Остановив такси, я велел ехать в Далем. Может быть, увижу ту поразительно красивую женщину, чью фотографию обнаружил среди архивных материалов Роглера.
Глава 11
ПЕРСТЕНЬ
Вилла — претенциозная постройка двадцатых годов, перестроенная и разделенная на две отдельные квартиры; в верхней, с двумя открытыми террасами, и жил Бухер. Это был человек лет пятидесяти, он вышел встречать меня и стоял на пороге в синих шортах, синей линялой футболке и в кожаных шлепанцах на босу ногу. Стены в гостиной были ослепительно белые и пустые, лишь на одной из них висела картина — синий шар, прорывающийся сквозь красное поле.
— Лебедев, — пояснил Бухер, заметив, что я, едва войдя, уставился на картину. Это была та же картина, которую я позавчера разглядывал в комнате Шпрангера.
— Знакома вам, наверное, по репродукциям? Очень хороша, если тут вообще уместны какие-то оценки, — сказал он.
— Это подлинник?
— Да. Я ее купил, прежде получив сертификат за подписью русского искусствоведа. Проходите, давайте сядем на террасе.

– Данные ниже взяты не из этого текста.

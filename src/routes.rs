// src/routes.rs

use axum::{
    Router,
    http::{HeaderValue, Method},
    middleware,
    routing::{get, post, put},
};
use tower::ServiceBuilder;
use tower_http::{
    cors::{AllowOrigin, CorsLayer},
    trace::TraceLayer,
};

use crate::{
    handlers::{admin, content, posts, signup},
    state::AppState,
    utils::jwt::{admin_middleware, auth_middleware},
};

/// Assembles the main application router.
///
/// * Public read routes (posts, features, FAQs, settings) and the beta signup.
/// * Admin routes behind token authentication + admin check.
/// * Global middleware (Trace, CORS).
pub fn create_router(state: AppState) -> Router {
    let origins: Vec<HeaderValue> = state
        .config
        .cors_origins
        .iter()
        .filter_map(|origin| match origin.parse() {
            Ok(value) => Some(value),
            Err(_) => {
                tracing::warn!("Ignoring invalid CORS origin '{}'", origin);
                None
            }
        })
        .collect();

    let cors = CorsLayer::new()
        .allow_origin(AllowOrigin::list(origins))
        .allow_methods([Method::GET, Method::POST, Method::PUT, Method::DELETE])
        .allow_headers([
            axum::http::header::AUTHORIZATION,
            axum::http::header::CONTENT_TYPE,
        ]);

    let post_routes = Router::new()
        .route("/", get(posts::list_posts))
        .route("/{slug}", get(posts::get_post));

    let admin_routes = Router::new()
        .route("/posts", get(admin::list_posts).post(admin::create_post))
        .route(
            "/posts/{id}",
            put(admin::update_post).delete(admin::delete_post),
        )
        .route("/posts/{id}/export", get(admin::export_stored_post))
        .route("/export", post(admin::export_record))
        .route("/sanitize", post(admin::sanitize_preview))
        .route(
            "/features",
            get(admin::list_features).post(admin::create_feature),
        )
        .route(
            "/features/{id}",
            put(admin::update_feature).delete(admin::delete_feature),
        )
        .route("/faqs", get(admin::list_faqs).post(admin::create_faq))
        .route(
            "/faqs/{id}",
            put(admin::update_faq).delete(admin::delete_faq),
        )
        .route(
            "/settings",
            get(admin::get_settings).put(admin::save_settings),
        )
        .route("/signups", get(admin::list_signups))
        // Double middleware protection: Auth first, then Admin check
        .layer(middleware::from_fn_with_state(state.clone(), admin_middleware))
        .layer(middleware::from_fn_with_state(state.clone(), auth_middleware));

    Router::new()
        .nest("/api/posts", post_routes)
        .route("/api/features", get(content::list_features))
        .route("/api/faqs", get(content::list_faqs))
        .route("/api/settings", get(content::get_settings))
        .route("/api/signups", post(signup::create_signup))
        .nest("/api/admin", admin_routes)
        // Global Middleware (applied from outside in)
        .layer(
            ServiceBuilder::new()
                .layer(TraceLayer::new_for_http())
                .layer(cors),
        )
        .with_state(state)
}
// src/error.rs

use axum::{
    Json,
    http::StatusCode,
    response::{IntoResponse, Response},
};
use serde_json::json;
use std::fmt;

/// Global Application Error Enum.
/// Centralizes error handling and mapping to HTTP responses.
#[derive(Debug)]
pub enum AppError {
    // 500 Internal Server Error
    InternalServerError(String),

    // 400 Bad Request
    BadRequest(String),

    // 401 Unauthorized
    AuthError(String),

    // 403 Forbidden
    Forbidden(String),

    // 404 Not Found
    NotFound(String),

    // 409 Conflict (e.g., duplicate slug)
    Conflict(String),
}

impl fmt::Display for AppError {
    fn fmt(&self, f: &mut fmt::Formatter<'_>) -> fmt::Result {
        write!(f, "{:?}", self)
    }
}

impl std::error::Error for AppError {}

/// Converts the error into a JSON response with appropriate HTTP status code.
impl IntoResponse for AppError {
    fn into_response(self) -> Response {
        let (status, error_message) = match self {
            AppError::InternalServerError(msg) => {
                tracing::error!("Internal Server Error: {}", msg);
                (
                    StatusCode::INTERNAL_SERVER_ERROR,
                    "Internal Server Error".to_string(),
                )
            }
            AppError::BadRequest(msg) => (StatusCode::BAD_REQUEST, msg),
            AppError::AuthError(msg) => (StatusCode::UNAUTHORIZED, msg),
            AppError::Forbidden(msg) => (StatusCode::FORBIDDEN, msg),
            AppError::NotFound(msg) => (StatusCode::NOT_FOUND, msg),
            AppError::Conflict(msg) => (StatusCode::CONFLICT, msg),
        };
        let body = Json(json!({
            "error": error_message,
        }));

        (status, body).into_response()
    }
}

/// Converts `sqlx::Error` into `AppError`.
/// Unique violations (Postgres 23505) become 409, everything else 500.
impl From<sqlx::Error> for AppError {
    fn from(err: sqlx::Error) -> Self {
        if let sqlx::Error::Database(db_err) = &err {
            if db_err.code().as_deref() == Some("23505") {
                return AppError::Conflict(db_err.message().to_string());
            }
        }
        AppError::InternalServerError(err.to_string())
    }
}

impl From<serde_json::Error> for AppError {
    fn from(err: serde_json::Error) -> Self {
        AppError::BadRequest(err.to_string())
    }
}

impl From<validator::ValidationErrors> for AppError {
    fn from(err: validator::ValidationErrors) -> Self {
        AppError::BadRequest(err.to_string())
    }
}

Просторная площадка с кустиками роз и тремя карликовыми сосенками в кадках. Два шезлонга, белые садовые стулья, круглый стол, над ним раскрыт громадный оранжевый зонтик. На столе остатки роскошного завтрака: джем, сыры, колбаса, ветчина, накрыто на двоих; в ведерке со льдом бутылка шампанского. Я не без труда удержался от вопроса — где же фрау Бухер? С этой террасы вверх, на вторую, размерами поменьше, вела лестница, и там, наверху, ярко лиловели цветы бугенвиллеи. Мне почудилось, что на фоне ослепительно голубого неба быстро промелькнула чья-то темная фигура.